┏━━
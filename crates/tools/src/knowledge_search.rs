//! Fitness knowledge search — the retrieval tool.
//!
//! Looks up the top-k chunks for the model's query and returns them as one
//! numbered text block. Missing knowledge never fails the call: the model
//! gets a readable explanation instead and can answer from what it knows.

use async_trait::async_trait;
use fitcoach_config::Locale;
use fitcoach_core::error::{KnowledgeError, ToolError};
use fitcoach_core::tool::{Tool, ToolResult};
use fitcoach_knowledge::{Retriever, ScoredChunk};
use std::sync::Arc;
use tracing::{debug, warn};

/// The tool name the model uses.
pub const FITNESS_KNOWLEDGE: &str = "fitness_knowledge";

/// Placed between chunks in the tool output.
pub const CHUNK_SEPARATOR: &str = "\n\n---\n\n";

pub struct KnowledgeSearchTool {
    retriever: Arc<dyn Retriever>,
    top_k: usize,
    locale: &'static Locale,
}

impl KnowledgeSearchTool {
    pub fn new(retriever: Arc<dyn Retriever>, locale: &'static Locale) -> Self {
        Self {
            retriever,
            top_k: 3,
            locale,
        }
    }

    pub fn with_top_k(mut self, top_k: usize) -> Self {
        self.top_k = top_k.max(1);
        self
    }

    fn format_hits(&self, hits: &[ScoredChunk]) -> String {
        hits.iter()
            .enumerate()
            .map(|(i, hit)| {
                format!(
                    "[{}] {}: {}\n{}",
                    i + 1,
                    self.locale.source_label,
                    hit.chunk.source,
                    hit.chunk.text
                )
            })
            .collect::<Vec<_>>()
            .join(CHUNK_SEPARATOR)
    }
}

#[async_trait]
impl Tool for KnowledgeSearchTool {
    fn name(&self) -> &str {
        FITNESS_KNOWLEDGE
    }

    fn description(&self) -> &str {
        self.locale.retriever_description
    }

    fn parameters_schema(&self) -> serde_json::Value {
        serde_json::json!({
            "type": "object",
            "properties": {
                "query": {
                    "type": "string",
                    "description": self.locale.query_description
                }
            },
            "required": ["query"]
        })
    }

    async fn execute(&self, arguments: serde_json::Value) -> Result<ToolResult, ToolError> {
        let query = arguments["query"]
            .as_str()
            .ok_or_else(|| ToolError::InvalidArguments("Missing 'query' argument".into()))?;

        match self.retriever.retrieve(query, self.top_k).await {
            Ok(hits) if hits.is_empty() => Ok(ToolResult::ok(self.locale.no_results)),
            Ok(hits) => {
                debug!(query, hits = hits.len(), "Knowledge search hit");
                Ok(ToolResult::ok(self.format_hits(&hits)))
            }
            Err(KnowledgeError::StoreUnavailable) => Ok(ToolResult::ok(self.locale.no_results)),
            Err(e) => {
                warn!(query, error = %e, "Knowledge search failed");
                Ok(ToolResult::failed(format!(
                    "{} ({e})",
                    self.locale.no_results
                )))
            }
        }
    }
}
//! Structured reasoning: splitting a `<thinking>` trace from the answer.
//!
//! Only the first delimiter pair is interpreted. Text before the opening
//! tag belongs to the answer, a closing tag that precedes the opening one is
//! plain text, and a lone closing tag splits trace from answer at itself.

use serde::Serialize;

pub const THINKING_OPEN: &str = "<thinking>";
pub const THINKING_CLOSE: &str = "</thinking>";

/// How far the reasoning in a piece of model output has progressed.
#[derive(Debug, Clone, PartialEq, Eq, Serialize)]
#[serde(tag = "status", rename_all = "snake_case")]
pub enum ReasoningView {
    /// No delimiters: everything is answer text.
    Plain { answer: String },

    /// The opening tag has been seen but not the closing one.
    Incomplete { trace: String, preamble: String },

    /// A full trace followed (or preceded) by answer text.
    Complete { trace: String, answer: String },
}

impl ReasoningView {
    pub fn trace(&self) -> Option<&str> {
        match self {
            Self::Plain { .. } => None,
            Self::Incomplete { trace, .. } | Self::Complete { trace, .. } => {
                Some(trace.as_str()).filter(|t| !t.is_empty())
            }
        }
    }

    /// Answer text recovered so far. Empty while reasoning is incomplete
    /// and nothing preceded the opening tag.
    pub fn answer(&self) -> &str {
        match self {
            Self::Plain { answer } | Self::Complete { answer, .. } => answer,
            Self::Incomplete { preamble, .. } => preamble,
        }
    }

    pub fn is_incomplete(&self) -> bool {
        matches!(self, Self::Incomplete { .. })
    }
}

pub fn parse(text: &str) -> ReasoningView {
    if let Some(open) = text.find(THINKING_OPEN) {
        let preamble = text[..open].trim();
        let rest = &text[open + THINKING_OPEN.len()..];
        return match rest.find(THINKING_CLOSE) {
            Some(close) => ReasoningView::Complete {
                trace: rest[..close].trim().to_string(),
                answer: join_answer(preamble, rest[close + THINKING_CLOSE.len()..].trim()),
            },
            None => ReasoningView::Incomplete {
                trace: rest.trim().to_string(),
                preamble: preamble.to_string(),
            },
        };
    }

    match text.find(THINKING_CLOSE) {
        Some(close) => ReasoningView::Complete {
            trace: text[..close].trim().to_string(),
            answer: text[close + THINKING_CLOSE.len()..].trim().to_string(),
        },
        None => ReasoningView::Plain {
            answer: text.trim().to_string(),
        },
    }
}

/// Final `(answer, trace)` for a completed model response. An empty answer
/// becomes `fallback`.
pub fn finalize(text: &str, fallback: &str) -> (String, Option<String>) {
    let view = parse(text);
    let trace = view.trace().map(str::to_string);
    let answer = match view.answer() {
        "" => fallback.to_string(),
        answer => answer.to_string(),
    };
    (answer, trace)
}

fn join_answer(preamble: &str, tail: &str) -> String {
    match (preamble.is_empty(), tail.is_empty()) {
        (true, _) => tail.to_string(),
        (false, true) => preamble.to_string(),
        (false, false) => format!("{preamble}\n\n{tail}"),
    }
}
//! Shared test helpers for agent tests.

use async_trait::async_trait;
use fitcoach_core::error::ProviderError;
use fitcoach_core::message::ToolCallRequest;
use fitcoach_core::provider::{
    Provider, ProviderRequest, ProviderResponse, StreamChunk, Usage,
};
use std::sync::Mutex;
use std::sync::atomic::{AtomicU32, Ordering};
use tokio::sync::mpsc;

/// A mock provider that returns a sequence of scripted responses.
///
/// Each call to `complete` returns the next response in the queue and
/// records the request. Once the script runs out every call fails.
pub struct SequentialMockProvider {
    responses: Mutex<Vec<Result<ProviderResponse, ProviderError>>>,
    requests: Mutex<Vec<ProviderRequest>>,
    calls: AtomicU32,
}

impl SequentialMockProvider {
    pub fn new(responses: Vec<Result<ProviderResponse, ProviderError>>) -> Self {
        Self {
            responses: Mutex::new(responses),
            requests: Mutex::new(Vec::new()),
            calls: AtomicU32::new(0),
        }
    }

    pub fn single_text(text: &str) -> Self {
        Self::new(vec![Ok(make_text_response(text))])
    }

    pub fn tool_then_answer(calls: Vec<ToolCallRequest>, answer: &str) -> Self {
        Self::new(vec![
            Ok(make_tool_call_response(calls, "")),
            Ok(make_text_response(answer)),
        ])
    }

    pub fn call_count(&self) -> u32 {
        self.calls.load(Ordering::SeqCst)
    }

    pub fn requests(&self) -> Vec<ProviderRequest> {
        self.requests.lock().unwrap().clone()
    }
}

#[async_trait]
impl Provider for SequentialMockProvider {
    fn name(&self) -> &str {
        "sequential_mock"
    }

    async fn complete(&self, request: ProviderRequest) -> Result<ProviderResponse, ProviderError> {
        let n = self.calls.fetch_add(1, Ordering::SeqCst) as usize;
        self.requests.lock().unwrap().push(request);
        let responses = self.responses.lock().unwrap();
        responses.get(n).cloned().unwrap_or_else(|| {
            Err(ProviderError::ApiError {
                status_code: 500,
                message: format!("no scripted response for call #{}", n + 1),
            })
        })
    }

    /// Streams the scripted text word by word, then a final chunk with the
    /// tool calls.
    async fn stream(
        &self,
        request: ProviderRequest,
    ) -> Result<mpsc::Receiver<Result<StreamChunk, ProviderError>>, ProviderError> {
        let response = self.complete(request).await?;
        let (tx, rx) = mpsc::channel(64);
        tokio::spawn(async move {
            for word in response.content.split_inclusive(' ') {
                let chunk = StreamChunk {
                    content: Some(word.to_string()),
                    tool_calls: vec![],
                    done: false,
                    usage: None,
                };
                if tx.send(Ok(chunk)).await.is_err() {
                    return;
                }
            }
            let _ = tx
                .send(Ok(StreamChunk {
                    content: None,
                    tool_calls: response.tool_calls,
                    done: true,
                    usage: response.usage,
                }))
                .await;
        });
        Ok(rx)
    }
}

/// A provider that asks for the knowledge tool on every call.
pub struct AlwaysToolProvider {
    calls: AtomicU32,
}

impl AlwaysToolProvider {
    pub fn new() -> Self {
        Self {
            calls: AtomicU32::new(0),
        }
    }

    pub fn call_count(&self) -> u32 {
        self.calls.load(Ordering::SeqCst)
    }
}

#[async_trait]
impl Provider for AlwaysToolProvider {
    fn name(&self) -> &str {
        "always_tool"
    }

    async fn complete(&self, _request: ProviderRequest) -> Result<ProviderResponse, ProviderError> {
        let n = self.calls.fetch_add(1, Ordering::SeqCst) + 1;
        Ok(make_tool_call_response(
            vec![make_tool_call(
                &format!("call_{n}"),
                "fitness_knowledge",
                serde_json::json!({"query": format!("attempt {n}")}),
            )],
            &format!("Looking this up (attempt {n})."),
        ))
    }
}

pub fn make_text_response(text: &str) -> ProviderResponse {
    ProviderResponse {
        content: text.to_string(),
        tool_calls: vec![],
        usage: Some(Usage {
            prompt_tokens: 10,
            completion_tokens: 5,
            total_tokens: 15,
        }),
        model: "mock-model".into(),
    }
}

pub fn make_tool_call_response(calls: Vec<ToolCallRequest>, content: &str) -> ProviderResponse {
    ProviderResponse {
        tool_calls: calls,
        ..make_text_response(content)
    }
}

pub fn make_tool_call(id: &str, name: &str, args: serde_json::Value) -> ToolCallRequest {
    ToolCallRequest {
        id: id.to_string(),
        name: name.to_string(),
        arguments: args,
    }
}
┗━━
Scan the records for the string "tokio" and report each line where it occurs.

use tokio::sync::mpsc;
        tokio::spawn(async move {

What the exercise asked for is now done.